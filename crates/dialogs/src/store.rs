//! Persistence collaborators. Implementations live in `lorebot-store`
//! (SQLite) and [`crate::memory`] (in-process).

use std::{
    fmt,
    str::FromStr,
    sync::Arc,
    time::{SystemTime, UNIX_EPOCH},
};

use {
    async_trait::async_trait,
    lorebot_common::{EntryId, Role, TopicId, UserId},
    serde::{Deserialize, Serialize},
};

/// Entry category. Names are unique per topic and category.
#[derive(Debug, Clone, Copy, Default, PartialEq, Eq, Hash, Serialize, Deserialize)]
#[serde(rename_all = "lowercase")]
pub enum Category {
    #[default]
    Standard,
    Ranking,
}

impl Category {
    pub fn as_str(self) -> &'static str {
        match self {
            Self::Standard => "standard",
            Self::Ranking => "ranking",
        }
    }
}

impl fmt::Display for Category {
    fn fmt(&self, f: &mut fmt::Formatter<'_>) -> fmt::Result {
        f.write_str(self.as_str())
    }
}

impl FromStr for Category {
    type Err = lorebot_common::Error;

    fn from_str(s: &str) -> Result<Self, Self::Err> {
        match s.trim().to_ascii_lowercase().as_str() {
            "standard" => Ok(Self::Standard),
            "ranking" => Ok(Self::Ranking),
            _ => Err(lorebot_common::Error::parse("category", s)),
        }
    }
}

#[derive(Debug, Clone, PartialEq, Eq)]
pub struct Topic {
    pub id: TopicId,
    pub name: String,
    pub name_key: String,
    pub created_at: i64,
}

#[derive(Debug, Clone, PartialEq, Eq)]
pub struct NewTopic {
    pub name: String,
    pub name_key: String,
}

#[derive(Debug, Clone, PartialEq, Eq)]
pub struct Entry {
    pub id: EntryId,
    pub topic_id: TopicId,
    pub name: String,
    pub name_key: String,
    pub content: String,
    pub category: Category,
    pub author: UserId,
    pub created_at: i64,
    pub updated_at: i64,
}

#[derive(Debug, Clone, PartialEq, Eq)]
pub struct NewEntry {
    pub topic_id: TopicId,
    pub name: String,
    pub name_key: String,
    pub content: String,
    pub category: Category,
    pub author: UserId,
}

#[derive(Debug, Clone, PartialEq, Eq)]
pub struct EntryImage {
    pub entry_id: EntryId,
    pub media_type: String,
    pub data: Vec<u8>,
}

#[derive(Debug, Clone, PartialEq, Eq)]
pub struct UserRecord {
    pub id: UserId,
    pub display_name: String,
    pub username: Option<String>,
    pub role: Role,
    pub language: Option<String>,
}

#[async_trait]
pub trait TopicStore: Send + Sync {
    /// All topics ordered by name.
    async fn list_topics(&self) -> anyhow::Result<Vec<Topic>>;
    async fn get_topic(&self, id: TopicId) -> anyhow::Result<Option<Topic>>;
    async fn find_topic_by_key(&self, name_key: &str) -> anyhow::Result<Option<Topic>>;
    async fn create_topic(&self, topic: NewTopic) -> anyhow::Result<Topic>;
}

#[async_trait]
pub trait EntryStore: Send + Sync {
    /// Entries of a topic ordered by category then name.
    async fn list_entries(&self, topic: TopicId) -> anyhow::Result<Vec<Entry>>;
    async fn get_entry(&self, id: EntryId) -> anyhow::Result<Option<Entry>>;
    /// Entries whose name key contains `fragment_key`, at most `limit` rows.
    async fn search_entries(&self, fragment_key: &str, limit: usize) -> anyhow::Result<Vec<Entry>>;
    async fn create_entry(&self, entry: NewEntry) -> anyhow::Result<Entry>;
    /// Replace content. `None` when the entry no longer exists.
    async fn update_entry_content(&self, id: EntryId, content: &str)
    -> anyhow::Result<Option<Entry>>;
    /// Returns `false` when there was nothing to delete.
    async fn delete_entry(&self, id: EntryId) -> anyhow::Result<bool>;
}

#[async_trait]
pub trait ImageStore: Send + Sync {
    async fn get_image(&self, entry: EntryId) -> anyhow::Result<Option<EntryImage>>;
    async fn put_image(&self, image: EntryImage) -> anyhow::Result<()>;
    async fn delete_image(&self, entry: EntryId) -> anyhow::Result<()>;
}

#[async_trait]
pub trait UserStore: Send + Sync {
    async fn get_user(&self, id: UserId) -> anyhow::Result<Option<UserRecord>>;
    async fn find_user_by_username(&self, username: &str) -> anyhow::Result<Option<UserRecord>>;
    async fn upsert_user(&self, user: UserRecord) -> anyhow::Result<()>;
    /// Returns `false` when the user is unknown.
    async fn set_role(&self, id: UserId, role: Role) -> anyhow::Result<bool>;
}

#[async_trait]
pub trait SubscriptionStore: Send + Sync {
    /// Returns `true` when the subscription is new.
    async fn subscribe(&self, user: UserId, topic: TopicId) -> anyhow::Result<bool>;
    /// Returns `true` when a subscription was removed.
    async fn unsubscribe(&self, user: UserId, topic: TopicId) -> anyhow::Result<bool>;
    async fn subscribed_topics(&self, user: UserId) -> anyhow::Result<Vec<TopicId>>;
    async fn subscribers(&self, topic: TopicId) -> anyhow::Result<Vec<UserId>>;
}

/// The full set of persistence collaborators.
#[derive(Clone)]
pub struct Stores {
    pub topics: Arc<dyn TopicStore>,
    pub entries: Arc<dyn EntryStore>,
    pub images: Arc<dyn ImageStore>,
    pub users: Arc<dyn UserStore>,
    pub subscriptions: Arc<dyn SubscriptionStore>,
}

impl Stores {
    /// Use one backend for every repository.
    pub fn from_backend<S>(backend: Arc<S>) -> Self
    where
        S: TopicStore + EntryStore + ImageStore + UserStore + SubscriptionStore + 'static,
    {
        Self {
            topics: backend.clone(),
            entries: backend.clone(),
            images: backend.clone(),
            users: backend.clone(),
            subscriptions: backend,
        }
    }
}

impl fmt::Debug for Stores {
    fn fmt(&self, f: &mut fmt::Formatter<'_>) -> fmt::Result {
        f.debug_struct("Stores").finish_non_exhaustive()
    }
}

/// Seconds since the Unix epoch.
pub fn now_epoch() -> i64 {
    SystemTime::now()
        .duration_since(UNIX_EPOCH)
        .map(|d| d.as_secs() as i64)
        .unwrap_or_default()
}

**Directions**
Search the material for "ordered" and copy each matching line.

**Solution below**
    /// All topics ordered by name.
    /// Entries of a topic ordered by category then name.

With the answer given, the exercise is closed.